**Required action**
Below are some entries. Copy each line in them that holds "false".

===

//! Sidebar navigation.

use dioxus::prelude::*;

use crate::app::navigation_context::use_navigation;
use crate::navigation::MenuKey;

fn icon(menu: MenuKey) -> &'static str {
    match menu {
        MenuKey::Home => "🏠",
        MenuKey::House3d => "🧊",
        MenuKey::Devices => "💡",
        MenuKey::Security => "🛡",
        MenuKey::Music => "🎵",
        MenuKey::Chat => "💬",
        MenuKey::Routines => "⏱",
        MenuKey::Config => "⚙",
        MenuKey::RecoverPassword | MenuKey::Login => "",
    }
}

/// Sidebar listing every dashboard panel. Links carry real paths so they
/// also work without the client, but clicks are handled in place.
#[component]
pub fn Nav() -> Element {
    let navigation = use_navigation();
    let active = navigation.selected();
    let mut collapsed = use_signal(|| false);

    let class = if collapsed() { "sidebar collapsed" } else { "sidebar" };

    rsx! {
        nav { class: "{class}",
            button {
                class: "sidebar-toggle",
                "aria-label": if collapsed() { "Abrir menú" } else { "Cerrar menú" },
                onclick: move |_| collapsed.toggle(),
                "☰"
            }
            ul {
                for menu in MenuKey::SIDEBAR {
                    li { key: "{menu.path()}",
                        a {
                            href: menu.path(),
                            class: if menu == active { "nav-item active" } else { "nav-item" },
                            "aria-current": if menu == active { "page" } else { "false" },
                            onclick: move |e: MouseEvent| {
                                e.prevent_default();
                                navigation.select(menu);
                            },
                            span { class: "nav-icon", "{icon(menu)}" }
                            span { class: "nav-label", "{menu.label()}" }
                        }
                    }
                }
            }
        }
    }
}
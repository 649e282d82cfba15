//! Session context shared by every view.
//!
//! Wraps the single [`Session`] in a signal. Created once at the app root;
//! pages reach it through [`use_session`].

use dioxus::dioxus_core::spawn_forever;
use dioxus::prelude::*;

use crate::session::{Session, SessionError, SessionPhase, UserProfile, POST_LOGIN_TRANSITION};
use crate::storage::SharedStore;
use crate::timer;

#[derive(Clone, Copy)]
pub struct SessionContext {
    session: Signal<Session>,
}

impl SessionContext {
    pub fn phase(&self) -> SessionPhase {
        self.session.read().phase()
    }

    pub fn is_authenticated(&self) -> bool {
        self.session.read().is_authenticated()
    }

    pub fn is_loading(&self) -> bool {
        self.session.read().is_loading()
    }

    pub fn is_post_login_transition(&self) -> bool {
        self.session.read().is_post_login_transition()
    }

    pub fn user(&self) -> Option<UserProfile> {
        self.session.read().user().cloned()
    }

    /// Sign in and arm the post-login overlay timer.
    ///
    /// The timer runs on the root scope: the login page that called this is
    /// unmounted as soon as the session flips.
    pub fn login(&self, username: &str, password: &str) -> Result<(), SessionError> {
        let mut session = self.session;
        let ticket = session.write().login(username, password)?;
        spawn_forever(async move {
            timer::sleep(POST_LOGIN_TRANSITION).await;
            session.write().finish_post_login_transition(ticket);
        });
        Ok(())
    }

    /// Navigation reacts to the auth change and selects Login
    pub fn logout(&self) {
        let mut session = self.session;
        session.write().logout();
    }

    pub fn check_auth(&self) {
        let mut session = self.session;
        session.write().check_auth();
    }
}

/// Initialize session context provider - call once at app root
pub fn use_session_provider(store: SharedStore) -> SessionContext {
    let session = use_signal(move || Session::new(store));
    let ctx = SessionContext { session };
    use_context_provider(|| ctx);

    // Hydrate from storage once the client is running
    use_effect(move || {
        ctx.check_auth();
    });

    ctx
}

/// Get session context - use in any component
pub fn use_session() -> SessionContext {
    use_context::<SessionContext>()
}
//! Build script stamping the dashboard footer with a version and git SHA.
//!
//! Environment variables (set by CI or fall back to defaults):
//! - SHD_VERSION: Version string (defaults to CARGO_PKG_VERSION)
//! - SHD_GIT_SHA: Git commit SHA (defaults to GITHUB_SHA, then git rev-parse)

use std::process::Command;

fn main() {
    let version = std::env::var("SHD_VERSION").unwrap_or_else(|_| {
        std::env::var("CARGO_PKG_VERSION").unwrap_or_else(|_| "unknown".into())
    });
    println!("cargo:rustc-env=SHD_VERSION={}", version);

    let git_sha = std::env::var("SHD_GIT_SHA")
        .or_else(|_| {
            std::env::var("GITHUB_SHA").map(|s| s.chars().take(7).collect::<String>())
        })
        .unwrap_or_else(|_| short_sha());
    println!("cargo:rustc-env=SHD_GIT_SHA={}", git_sha);

    println!("cargo:rerun-if-env-changed=SHD_VERSION");
    println!("cargo:rerun-if-env-changed=SHD_GIT_SHA");
    println!("cargo:rerun-if-env-changed=GITHUB_SHA");
}

fn short_sha() -> String {
    Command::new("git")
        .args(["rev-parse", "--short", "HEAD"])
        .output()
        .ok()
        .filter(|o| o.status.success())
        .and_then(|o| String::from_utf8(o.stdout).ok())
        .map(|s| s.trim().to_string())
        .unwrap_or_else(|| "unknown".into())
}
//! Home page: greeting and a summary of every panel.

use chrono::Timelike;
use dioxus::prelude::*;

use crate::app::events::use_event_bus;
use crate::app::navigation_context::use_navigation;
use crate::app::panels_context::use_panels;
use crate::app::session_context::use_session;
use crate::navigation::MenuKey;
use crate::panels::routines::describe_trigger;

/// Routines previewed on the home page
const ROUTINE_PREVIEW: usize = 3;

fn greeting(hour: u32) -> &'static str {
    match hour {
        5..=11 => "Buenos días",
        12..=18 => "Buenas tardes",
        _ => "Buenas noches",
    }
}

#[component]
pub fn Home() -> Element {
    let session = use_session();
    let panels = use_panels();
    let navigation = use_navigation();
    let bus = use_event_bus();

    let name = session
        .user()
        .map(|u| u.display_name)
        .unwrap_or_else(|| "Usuario".to_string());
    let salutation = greeting(chrono::Local::now().hour());

    let devices = panels.devices.read();
    let active_devices = devices.active_count();
    let total_devices = devices.devices().len();
    let usage = devices.energy.current_usage();
    drop(devices);

    let security = panels.security.read();
    let system_on = security.system_on();
    let active_cameras = security.active_count();
    drop(security);

    let previews: Vec<(String, String, String)> = panels
        .routines
        .read()
        .routines()
        .iter()
        .take(ROUTINE_PREVIEW)
        .map(|r| (r.id.clone(), r.name.clone(), describe_trigger(&r.trigger)))
        .collect();

    let location = panels
        .location
        .read()
        .location()
        .map(|l| l.name.clone());

    rsx! {
        section { class: "hero",
            h2 { "{salutation}, {name}" }
            if let Some(place) = location {
                p { class: "text-muted", "📍 {place}" }
            }
        }

        div { class: "grid",
            div { class: "card",
                h3 { "Dispositivos" }
                p { class: "stat", "{active_devices} / {total_devices}" }
                p { class: "text-muted", "encendidos · {usage} W ahora" }
                button {
                    class: "btn-link",
                    onclick: move |_| navigation.select(MenuKey::Devices),
                    "Gestionar"
                }
            }
            div { class: "card",
                h3 { "Seguridad" }
                p { class: "stat", if system_on { "Activo" } else { "Inactivo" } }
                p { class: "text-muted", "{active_cameras} cámaras encendidas" }
                button {
                    class: "btn-link",
                    onclick: move |_| navigation.select(MenuKey::Security),
                    "Ver cámaras"
                }
            }
        }

        section { class: "card",
            h3 { "Rutinas" }
            if previews.is_empty() {
                p { class: "text-muted", "Aún no tienes rutinas" }
            }
            ul { class: "list",
                for (id, name, trigger) in previews {
                    li { key: "{id}",
                        strong { "{name}" }
                        span { class: "text-muted", " · {trigger}" }
                    }
                }
            }
            button {
                class: "btn-link",
                onclick: move |_| {
                    bus.navigate(MenuKey::Routines);
                },
                "Ver todas las rutinas"
            }
        }
    }
}

#[cfg(test)]
mod tests {
    use super::*;

    #[test]
    fn test_greeting_by_hour() {
        assert_eq!(greeting(7), "Buenos días");
        assert_eq!(greeting(15), "Buenas tardes");
        assert_eq!(greeting(23), "Buenas noches");
        assert_eq!(greeting(2), "Buenas noches");
    }
}
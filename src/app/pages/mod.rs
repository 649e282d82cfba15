//! One component per menu entry, plus the two public auth pages.

mod configuration;
mod devices;
mod enrollment;
mod home;
mod login;
mod placeholder;
mod recover;
mod routines;
mod security;

pub use configuration::Configuration;
pub use devices::Devices;
pub use home::Home;
pub use login::Login;
pub use placeholder::{Chat, House3d, Music};
pub use recover::RecoverPassword;
pub use routines::Routines;
pub use security::Security;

===

**Response to this exercise**
    let mut collapsed = use_signal(|| false);
                            "aria-current": if menu == active { "page" } else { "false" },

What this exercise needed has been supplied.